Full-degree students enrolled at the Department of Political Science, UCPH

  • MSc in Political Science
  • MSc in Social Science
  • MSc in Security Risk Management
  • Bachelor in Political Science


Full-degree students enrolled at the Faculty of Social Science, UCPH 

  • Master Programme in Social Data Science
  • Master programme in Global Development


The course is open to:

  • Exchange and Guest students from abroad
  • Credit students from Danish Universities
  • Open University students

The Arctic is gaining increasing attention as a region where the contours of great power competition increasingly appear, while climate change accelerates visibly. The Arctic has until Russia’s invasion of Ukraine been a cause for cautious optimism regarding cooperation between Russia and the West through forums like the Arctic Council. Moreover, the Arctic is a place of post-colonial relations and grievances – something which is an important part of the ‘internal’ relations of the ‘Rigsfællesskab’/Kingdom of Denmark, i.e., Denmark, Greenland, and the Faroe Islands. Finally, in the age of the Anthropocene, the Arctic presents particular and particularly challenging aspects of global climate change; change in the ‘Arctic’ climate will not stay in the geographical Arctic. In other words, the Arctic as a region presents many interesting aspects for international politics and for International Relations as a discipline.
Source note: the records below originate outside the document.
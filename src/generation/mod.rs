//! # Generation Module
//!
//! Procedural quest generation.
//!
//! This module holds the configuration that drives a generation run, the
//! `Generator` trait implemented by content generators, the fixed data
//! tables quests are drawn from, and small helpers around the seeded random
//! number generator.

pub mod quests;
pub mod tables;

pub use quests::*;

use crate::{Category, QuestGenError, QuestGenResult, QuestSettings};
use rand::rngs::StdRng;
use rand::SeedableRng;
use serde::{Deserialize, Serialize};
use std::fs;
use std::path::Path;

/// Configuration for a quest generation run.
///
/// Controls how many quests are produced, the random seed, and the
/// probabilities behind repeatability and each reward kind. Every field has
/// a default, so a config file only needs the values it changes.
#[derive(Debug, Clone, PartialEq, Serialize, Deserialize)]
#[serde(default)]
pub struct GenerationConfig {
    /// Random seed for reproducible generation; drawn from entropy when unset
    pub seed: Option<u64>,
    /// Number of quests to generate; zero or negative yields none
    pub quest_count: i64,
    /// Use this category for every quest instead of a weighted draw
    pub forced_category: Option<Category>,
    /// Probability that a quest pays money (0.0 to 1.0)
    pub money_chance: f64,
    /// Probability that a quest grants experience (0.0 to 1.0)
    pub experience_chance: f64,
    /// Probability that a quest hands out items (0.0 to 1.0)
    pub item_chance: f64,
    /// Probability that a special quest runs commands (0.0 to 1.0)
    pub special_command_chance: f64,
    /// Probability of the fallback command on other quests (0.0 to 1.0)
    pub common_command_chance: f64,
    /// Probability that a special quest is repeatable (0.0 to 1.0)
    pub special_repeatable_chance: f64,
    /// Probability that a regular quest is repeatable (0.0 to 1.0)
    pub common_repeatable_chance: f64,
    /// Plugin settings written to the output document
    pub settings: QuestSettings,
}

impl GenerationConfig {
    /// Creates a generation configuration with a fixed seed.
    ///
    /// # Examples
    ///
    /// ```
    /// use questgen::GenerationConfig;
    ///
    /// let config = GenerationConfig::new(7);
    /// assert_eq!(config.seed, Some(7));
    /// assert_eq!(config.quest_count, 20);
    /// ```
    pub fn new(seed: u64) -> Self {
        Self {
            seed: Some(seed),
            ..Self::default()
        }
    }

    /// Creates a small, seeded configuration for tests.
    pub fn for_testing(seed: u64) -> Self {
        Self {
            seed: Some(seed),
            quest_count: 10,
            ..Self::default()
        }
    }

    /// Loads a configuration from a TOML file.
    pub fn from_toml_file(path: impl AsRef<Path>) -> QuestGenResult<Self> {
        let path = path.as_ref();
        let content = fs::read_to_string(path)?;
        let config: GenerationConfig = toml::from_str(&content)?;
        log::debug!("Loaded generation config from {}", path.display());
        Ok(config)
    }

    /// Applies command line overrides on top of file or default values.
    ///
    /// Each `Some` replaces the configured value. The seed is always pinned
    /// afterwards, drawn from entropy if neither source set one, so the run
    /// can be reproduced.
    ///
    /// # Examples
    ///
    /// ```
    /// use questgen::{Category, GenerationConfig};
    ///
    /// let config =
    ///     GenerationConfig::default().with_overrides(Some(3), None, Some(Category::Fishing));
    /// assert_eq!(config.quest_count, 3);
    /// assert_eq!(config.forced_category, Some(Category::Fishing));
    /// assert!(config.seed.is_some());
    /// ```
    pub fn with_overrides(
        mut self,
        quest_count: Option<i64>,
        seed: Option<u64>,
        category: Option<Category>,
    ) -> Self {
        if let Some(count) = quest_count {
            self.quest_count = count;
        }
        if category.is_some() {
            self.forced_category = category;
        }
        self.seed = Some(seed.or(self.seed).unwrap_or_else(rand::random));
        self
    }

    /// Number of quests the run will actually produce.
    pub fn effective_count(&self) -> usize {
        usize::try_from(self.quest_count).unwrap_or(0)
    }

    /// Checks that every probability lies in `[0, 1]`.
    pub fn validate(&self) -> QuestGenResult<()> {
        let chances = [
            ("money_chance", self.money_chance),
            ("experience_chance", self.experience_chance),
            ("item_chance", self.item_chance),
            ("special_command_chance", self.special_command_chance),
            ("common_command_chance", self.common_command_chance),
            ("special_repeatable_chance", self.special_repeatable_chance),
            ("common_repeatable_chance", self.common_repeatable_chance),
        ];

        for (name, value) in chances {
            if !(0.0..=1.0).contains(&value) {
                return Err(QuestGenError::InvalidConfig(format!(
                    "{} must be between 0.0 and 1.0, got {}",
                    name, value
                )));
            }
        }

        Ok(())
    }
}

impl Default for GenerationConfig {
    fn default() -> Self {
        Self {
            seed: None,
            quest_count: 20,
            forced_category: None,
            money_chance: 0.95,
            experience_chance: 0.8,
            item_chance: 0.4,
            special_command_chance: 0.7,
            common_command_chance: 0.1,
            special_repeatable_chance: 0.2,
            common_repeatable_chance: 0.7,
            settings: QuestSettings::default(),
        }
    }
}

/// Trait for procedural generators.
///
/// Generators receive the random number generator explicitly so a run is
/// fully determined by its config and seed.
pub trait Generator<T> {
    /// Generates content using the provided configuration and random number generator.
    fn generate(&self, config: &GenerationConfig, rng: &mut StdRng) -> QuestGenResult<T>;

    /// Validates that the generated content meets requirements.
    fn validate(&self, content: &T, config: &GenerationConfig) -> QuestGenResult<()>;

    /// Gets the generator type name for logging and debugging.
    fn generator_type(&self) -> &'static str;
}

/// Utility functions for generation algorithms.
pub mod utils {
    use super::*;
    use rand::seq::SliceRandom;
    use rand::Rng;

    /// Creates a seeded random number generator from the config.
    ///
    /// An unseeded config gets a fresh seed from entropy.
    pub fn create_rng(config: &GenerationConfig) -> StdRng {
        StdRng::seed_from_u64(config.seed.unwrap_or_else(rand::random))
    }

    /// Returns true with probability `probability`.
    pub fn roll(rng: &mut StdRng, probability: f64) -> bool {
        rng.gen::<f64>() < probability
    }

    /// Picks one element uniformly, failing on an empty slice.
    pub fn pick<'a, T>(rng: &mut StdRng, items: &'a [T], what: &str) -> QuestGenResult<&'a T> {
        items
            .choose(rng)
            .ok_or_else(|| {
                QuestGenError::GenerationFailed(format!("no {} to choose from", what))
            })
    }

    /// Draws a category using the relative weights from `Category::weight`.
    pub fn weighted_category(rng: &mut StdRng) -> QuestGenResult<Category> {
        Category::ALL
            .choose_weighted(rng, |category| category.weight())
            .copied()
            .map_err(|e| {
                QuestGenError::GenerationFailed(format!("category selection: {}", e))
            })
    }

    /// Turns an identifier like `deepslate_iron_ore` into `deepslate iron ore`.
    pub fn humanize(name: &str) -> String {
        name.replace('_', " ")
    }
}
This course takes a comprehensive look at the challenges and dynamics of ‘Arctic’ issues and relations. The course is structured in four thematic blocs: ‘1. What’s going on? The Arctic now and then’; ‘2. Ways of analysing what’s going on in the Arctic’; ‘3. (What) Is the Arctic a region (of)’; ‘4. Global Issues/Arctic particulars’. While the first bloc seeks to establish the basics in terms of geography, states, institutions and current political developments in an empirical way, the remaining three blocs use theoretical approaches from International Relations and neighbouring disciplines to look at these political dynamics. Bloc 2 applies concepts and approaches from core International Relations theories such as security dilemma, deterrence, interdependence, norms/rules and securitization, while bloc 3 ‘cuts the cake differently’ to deconstruct the idea of the Arctic as a region and understand how it is instrumentalized for a number of purposes, drawing on constructivism, post-structuralist and critical geopolitics. The last bloc takes a cross-cutting look at three globally relevant and salient issues – post-colonialism/decolonization, feminism & gender, and climate change/the Anthropocene – to understand their relevance and particularity in the Arctic in a way that seeks to go beyond the state-focused approaches.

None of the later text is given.